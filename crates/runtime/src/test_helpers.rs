// SPDX-License-Identifier: BUSL-1.1
// Copyright (c) 2026 Alfred Jean LLC

//! Shared fixtures for the runtime tests.

use crate::context::PipelineContext;
use hs_core::{Config, PluginConfig, PluginDefaults, PluginKind, ReadQueue};
use hs_sandbox::host::SandboxHost;
use hs_sandbox::testing::FakeSandbox;
use hs_sandbox::{NativeEngine, RuntimeLimits, Sandbox, SandboxError, SandboxSpec};
use std::path::Path;
use std::sync::Arc;
use std::time::{Duration, Instant};

pub fn test_config(root: &Path) -> Config {
    Config {
        output_path: root.join("output"),
        output_size: 1024,
        run_path: root.join("run"),
        load_path: None,
        analysis_threads: 2,
        max_message_size: 64 * 1024,
        hostname: "testhost".into(),
        backpressure: 0,
        backpressure_df: 0,
        input_defaults: PluginDefaults::default(),
        analysis_defaults: PluginDefaults::default(),
        output_defaults: PluginDefaults::default(),
    }
}

pub fn test_context(root: &Path) -> Arc<PipelineContext> {
    PipelineContext::new(test_config(root)).unwrap()
}

pub fn plugin_cfg(kind: PluginKind, stem: &str) -> PluginConfig {
    PluginConfig {
        name: format!("{}.{}", kind.dir(), stem),
        kind,
        filename: "fake".into(),
        message_matcher: None,
        memory_limit: 0,
        instruction_limit: 0,
        output_limit: 0,
        ticker_interval: 0,
        preserve_data: false,
        thread: None,
        async_buffer_size: 0,
        read_queue: ReadQueue::Both,
        rm_cp_terminate: false,
        shutdown_terminate: false,
        config: toml::Table::new(),
    }
}

/// Wrap a scripted sandbox in an initialized host.
pub fn host_for(kind: PluginKind, name: &str, sandbox: FakeSandbox) -> SandboxHost {
    let cell = std::sync::Mutex::new(Some(sandbox));
    let mut engine = NativeEngine::new();
    engine.register("fake", move |_| {
        cell.lock()
            .ok()
            .and_then(|mut c| c.take())
            .map(|s| Box::new(s) as Box<dyn Sandbox>)
            .ok_or_else(|| SandboxError::Create("factory exhausted".into()))
    });
    let spec = SandboxSpec {
        kind,
        name: name.to_owned(),
        source: "fake".into(),
        limits: RuntimeLimits {
            memory_bytes: 0,
            instructions: 0,
            output_bytes: 0,
            max_message_size: 64 * 1024,
        },
        config: toml::Table::new(),
        state_path: None,
    };
    let mut host = SandboxHost::create(&engine, spec).unwrap();
    host.init().unwrap();
    host
}

/// Spin until `cond` holds or the timeout elapses; panics on timeout.
pub fn wait_until(what: &str, timeout: Duration, mut cond: impl FnMut() -> bool) {
    let deadline = Instant::now() + timeout;
    while Instant::now() < deadline {
        if cond() {
            return;
        }
        std::thread::sleep(Duration::from_millis(10));
    }
    panic!("timed out waiting for {what}");
}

_Task instructions_.
Every line from the one containing "let mut host" to the close of the records must be reproduced exactly. Include both ends and nothing more.

_Output below_.
    let mut host = SandboxHost::create(&engine, spec).unwrap();
    host.init().unwrap();
    host
}

/// Spin until `cond` holds or the timeout elapses; panics on timeout.
pub fn wait_until(what: &str, timeout: Duration, mut cond: impl FnMut() -> bool) {
    let deadline = Instant::now() + timeout;
    while Instant::now() < deadline {
        if cond() {
            return;
        }
        std::thread::sleep(Duration::from_millis(10));
    }
    panic!("timed out waiting for {what}");
}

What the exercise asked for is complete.